• [Brief] Take the records below and copy them exactly.

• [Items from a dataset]
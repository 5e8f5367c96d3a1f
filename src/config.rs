//! The configuration data model (§3) and a hand-rolled loader for the
//! YAML subset described in §6. The format is intentionally narrow —
//! comments and blank lines are ignored, indentation alone defines
//! nesting, and only the keys the engines understand are meaningful.
//! Anything else is retained verbatim as a `"parent.child"` property
//! so an engine can read keys the core format doesn't know about.

use std::collections::HashMap;
use std::fs;
use std::path::Path;

use anyhow::{bail, Context, Result};

/// One named difficulty bundle: dimensions, mine range, tags, target
/// count, timeout — everything beyond `name`/`count` is stored as a
/// generic string property so engines can read their own keys.
#[derive(Clone, Debug)]
pub struct DifficultyConfig {
    pub name: String,
    pub count: u64,
    pub properties: HashMap<String, String>,
}

impl DifficultyConfig {
    fn new(name: &str) -> Self {
        DifficultyConfig {
            name: name.to_string(),
            count: 0,
            properties: HashMap::new(),
        }
    }

    pub fn get_string(&self, key: &str, default: &str) -> String {
        self.properties
            .get(key)
            .cloned()
            .unwrap_or_else(|| default.to_string())
    }

    pub fn get_int(&self, key: &str, default: i64) -> i64 {
        self.properties
            .get(key)
            .and_then(|v| v.parse().ok())
            .unwrap_or(default)
    }
}

/// One engine's block: where it writes, whether it appends, and the
/// difficulty classes to run, in declared order.
#[derive(Clone, Debug)]
pub struct GameConfig {
    pub engine_name: String,
    pub output: String,
    pub append: bool,
    pub difficulties: Vec<DifficultyConfig>,
}

impl GameConfig {
    fn new(engine_name: &str) -> Self {
        GameConfig {
            engine_name: engine_name.to_string(),
            output: "output.csv".to_string(),
            append: false,
            difficulties: Vec::new(),
        }
    }

    fn difficulty_mut(&mut self, name: &str) -> &mut DifficultyConfig {
        if let Some(idx) = self.difficulties.iter().position(|d| d.name == name) {
            &mut self.difficulties[idx]
        } else {
            self.difficulties.push(DifficultyConfig::new(name));
            self.difficulties.last_mut().unwrap()
        }
    }
}

/// The whole configuration file: the worker-thread count and every
/// declared engine block, in declared order.
#[derive(Clone, Debug, Default)]
pub struct RootConfig {
    pub threads: usize,
    pub games: Vec<GameConfig>,
}

impl RootConfig {
    fn game_mut(&mut self, engine_name: &str) -> &mut GameConfig {
        if let Some(idx) = self.games.iter().position(|g| g.engine_name == engine_name) {
            &mut self.games[idx]
        } else {
            self.games.push(GameConfig::new(engine_name));
            self.games.last_mut().unwrap()
        }
    }
}

pub fn load(path: &Path) -> Result<RootConfig> {
    let text = fs::read_to_string(path)
        .with_context(|| format!("failed to read config file at {}", path.display()))?;
    parse(&text).with_context(|| format!("failed to parse config file at {}", path.display()))
}

/// One non-blank, non-comment source line: its indentation (leading
/// space count) and its trimmed `key`/`value` content.
struct Line<'a> {
    indent: usize,
    key: &'a str,
    value: &'a str,
}

fn scan_line(raw: &str) -> Result<Option<Line<'_>>> {
    let indent = raw.len() - raw.trim_start_matches(' ').len();
    let trimmed = raw.trim();
    if trimmed.is_empty() || trimmed.starts_with('#') {
        return Ok(None);
    }

    let Some((key, value)) = trimmed.split_once(':') else {
        bail!("malformed line (expected \"key: value\" or \"key:\"): {trimmed:?}");
    };

    let key = key.trim();
    let mut value = value.trim();
    if value.len() >= 2
        && ((value.starts_with('"') && value.ends_with('"'))
            || (value.starts_with('\'') && value.ends_with('\'')))
    {
        value = &value[1..value.len() - 1];
    }

    Ok(Some(Line { indent, key, value }))
}

fn parse(text: &str) -> Result<RootConfig> {
    let mut root = RootConfig {
        threads: 1,
        games: Vec::new(),
    };

    // A stack of (indent, key) pairs tracking the open block path, so
    // a leaf line's full path is the stack plus its own key.
    let mut stack: Vec<(usize, String)> = Vec::new();

    for raw in text.lines() {
        let Some(line) = scan_line(raw)? else {
            continue;
        };

        while let Some(&(top_indent, _)) = stack.last() {
            if top_indent >= line.indent {
                stack.pop();
            } else {
                break;
            }
        }

        if line.value.is_empty() {
            stack.push((line.indent, line.key.to_string()));
            continue;
        }

        let mut path: Vec<&str> = stack.iter().map(|(_, k)| k.as_str()).collect();
        path.push(line.key);
        apply_leaf(&mut root, &path, line.value)?;
    }

    Ok(root)
}

/// Interprets one fully-qualified `path -> value` leaf against the
/// known §6 schema, falling back to a generic `"parent.child"`
/// property on the owning difficulty for anything unrecognized.
fn apply_leaf(root: &mut RootConfig, path: &[&str], value: &str) -> Result<()> {
    match path {
        ["config", "threads"] => {
            root.threads = value
                .parse()
                .with_context(|| format!("config.threads is not an integer: {value:?}"))?;
        }
        ["game", engine, "output"] => {
            root.game_mut(engine).output = value.to_string();
        }
        ["game", engine, "append"] => {
            root.game_mut(engine).append = value.eq_ignore_ascii_case("true");
        }
        ["game", engine, "puzzles", diff, "count"] => {
            root.game_mut(engine).difficulty_mut(diff).count = value
                .parse()
                .with_context(|| format!("puzzle count is not an integer: {value:?}"))?;
        }
        ["game", engine, "puzzles", diff, "size", "columns"] => {
            set_property(root, engine, diff, "columns", value);
        }
        ["game", engine, "puzzles", diff, "size", "rows"] => {
            set_property(root, engine, diff, "rows", value);
        }
        ["game", engine, "puzzles", diff, "mines", "minimum"] => {
            set_property(root, engine, diff, "mines.minimum", value);
        }
        ["game", engine, "puzzles", diff, "mines", "maximum"] => {
            set_property(root, engine, diff, "mines.maximum", value);
        }
        ["game", engine, "puzzles", diff, "tags"] => {
            set_property(root, engine, diff, "tags", value);
        }
        ["game", engine, "puzzles", diff, "max_time"] => {
            set_property(root, engine, diff, "max_time", value);
        }
        ["game", engine, "puzzles", diff, rest @ ..] if !rest.is_empty() => {
            let key = rest.join(".");
            set_property(root, engine, diff, &key, value);
        }
        _ => {
            // Unknown top-level shape: ignored rather than fatal, so
            // a future engine or config extension doesn't break older
            // runs of this loader.
        }
    }
    Ok(())
}

fn set_property(root: &mut RootConfig, engine: &str, diff: &str, key: &str, value: &str) {
    root.game_mut(engine)
        .difficulty_mut(diff)
        .properties
        .insert(key.to_string(), value.to_string());
}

• [Answer box]
repository 5e8f5367c96d3a1f
filename src/config.rs
//! The configuration data model (§3) and a hand-rolled loader for the
//! YAML subset described in §6. The format is intentionally narrow —
//! comments and blank lines are ignored, indentation alone defines
//! nesting, and only the keys the engines understand are meaningful.
//! Anything else is retained verbatim as a `"parent.child"` property
//! so an engine can read keys the core format doesn't know about.

use std::collections::HashMap;
use std::fs;
use std::path::Path;

use anyhow::{bail, Context, Result};

/// One named difficulty bundle: dimensions, mine range, tags, target
/// count, timeout — everything beyond `name`/`count` is stored as a
/// generic string property so engines can read their own keys.
#[derive(Clone, Debug)]
pub struct DifficultyConfig {
    pub name: String,
    pub count: u64,
    pub properties: HashMap<String, String>,
}

impl DifficultyConfig {
    fn new(name: &str) -> Self {
        DifficultyConfig {
            name: name.to_string(),
            count: 0,
            properties: HashMap::new(),
        }
    }

    pub fn get_string(&self, key: &str, default: &str) -> String {
        self.properties
            .get(key)
            .cloned()
            .unwrap_or_else(|| default.to_string())
    }

    pub fn get_int(&self, key: &str, default: i64) -> i64 {
        self.properties
            .get(key)
            .and_then(|v| v.parse().ok())
            .unwrap_or(default)
    }
}

/// One engine's block: where it writes, whether it appends, and the
/// difficulty classes to run, in declared order.
#[derive(Clone, Debug)]
pub struct GameConfig {
    pub engine_name: String,
    pub output: String,
    pub append: bool,
    pub difficulties: Vec<DifficultyConfig>,
}

impl GameConfig {
    fn new(engine_name: &str) -> Self {
        GameConfig {
            engine_name: engine_name.to_string(),
            output: "output.csv".to_string(),
            append: false,
            difficulties: Vec::new(),
        }
    }

    fn difficulty_mut(&mut self, name: &str) -> &mut DifficultyConfig {
        if let Some(idx) = self.difficulties.iter().position(|d| d.name == name) {
            &mut self.difficulties[idx]
        } else {
            self.difficulties.push(DifficultyConfig::new(name));
            self.difficulties.last_mut().unwrap()
        }
    }
}

/// The whole configuration file: the worker-thread count and every
/// declared engine block, in declared order.
#[derive(Clone, Debug, Default)]
pub struct RootConfig {
    pub threads: usize,
    pub games: Vec<GameConfig>,
}

impl RootConfig {
    fn game_mut(&mut self, engine_name: &str) -> &mut GameConfig {
        if let Some(idx) = self.games.iter().position(|g| g.engine_name == engine_name) {
            &mut self.games[idx]
        } else {
            self.games.push(GameConfig::new(engine_name));
            self.games.last_mut().unwrap()
        }
    }
}

pub fn load(path: &Path) -> Result<RootConfig> {
    let text = fs::read_to_string(path)
        .with_context(|| format!("failed to read config file at {}", path.display()))?;
    parse(&text).with_context(|| format!("failed to parse config file at {}", path.display()))
}

/// One non-blank, non-comment source line: its indentation (leading
/// space count) and its trimmed `key`/`value` content.
struct Line<'a> {
    indent: usize,
    key: &'a str,
    value: &'a str,
}

fn scan_line(raw: &str) -> Result<Option<Line<'_>>> {
    let indent = raw.len() - raw.trim_start_matches(' ').len();
    let trimmed = raw.trim();
    if trimmed.is_empty() || trimmed.starts_with('#') {
        return Ok(None);
    }

    let Some((key, value)) = trimmed.split_once(':') else {
        bail!("malformed line (expected \"key: value\" or \"key:\"): {trimmed:?}");
    };

    let key = key.trim();
    let mut value = value.trim();
    if value.len() >= 2
        && ((value.starts_with('"') && value.ends_with('"'))
            || (value.starts_with('\'') && value.ends_with('\'')))
    {
        value = &value[1..value.len() - 1];
    }

    Ok(Some(Line { indent, key, value }))
}

fn parse(text: &str) -> Result<RootConfig> {
    let mut root = RootConfig {
        threads: 1,
        games: Vec::new(),
    };

    // A stack of (indent, key) pairs tracking the open block path, so
    // a leaf line's full path is the stack plus its own key.
    let mut stack: Vec<(usize, String)> = Vec::new();

    for raw in text.lines() {
        let Some(line) = scan_line(raw)? else {
            continue;
        };

        while let Some(&(top_indent, _)) = stack.last() {
            if top_indent >= line.indent {
                stack.pop();
            } else {
                break;
            }
        }

        if line.value.is_empty() {
            stack.push((line.indent, line.key.to_string()));
            continue;
        }

        let mut path: Vec<&str> = stack.iter().map(|(_, k)| k.as_str()).collect();
        path.push(line.key);
        apply_leaf(&mut root, &path, line.value)?;
    }

    Ok(root)
}

/// Interprets one fully-qualified `path -> value` leaf against the
/// known §6 schema, falling back to a generic `"parent.child"`
/// property on the owning difficulty for anything unrecognized.
fn apply_leaf(root: &mut RootConfig, path: &[&str], value: &str) -> Result<()> {
    match path {
        ["config", "threads"] => {
            root.threads = value
                .parse()
                .with_context(|| format!("config.threads is not an integer: {value:?}"))?;
        }
        ["game", engine, "output"] => {
            root.game_mut(engine).output = value.to_string();
        }
        ["game", engine, "append"] => {
            root.game_mut(engine).append = value.eq_ignore_ascii_case("true");
        }
        ["game", engine, "puzzles", diff, "count"] => {
            root.game_mut(engine).difficulty_mut(diff).count = value
                .parse()
                .with_context(|| format!("puzzle count is not an integer: {value:?}"))?;
        }
        ["game", engine, "puzzles", diff, "size", "columns"] => {
            set_property(root, engine, diff, "columns", value);
        }
        ["game", engine, "puzzles", diff, "size", "rows"] => {
            set_property(root, engine, diff, "rows", value);
        }
        ["game", engine, "puzzles", diff, "mines", "minimum"] => {
            set_property(root, engine, diff, "mines.minimum", value);
        }
        ["game", engine, "puzzles", diff, "mines", "maximum"] => {
            set_property(root, engine, diff, "mines.maximum", value);
        }
        ["game", engine, "puzzles", diff, "tags"] => {
            set_property(root, engine, diff, "tags", value);
        }
        ["game", engine, "puzzles", diff, "max_time"] => {
            set_property(root, engine, diff, "max_time", value);
        }
        ["game", engine, "puzzles", diff, rest @ ..] if !rest.is_empty() => {
            let key = rest.join(".");
            set_property(root, engine, diff, &key, value);
        }
        _ => {
            // Unknown top-level shape: ignored rather than fatal, so
            // a future engine or config extension doesn't break older
            // runs of this loader.
        }
    }
    Ok(())
}

fn set_property(root: &mut RootConfig, engine: &str, diff: &str, key: &str, value: &str) {
    root.game_mut(engine)
        .difficulty_mut(diff)
        .properties
        .insert(key.to_string(), value.to_string());
}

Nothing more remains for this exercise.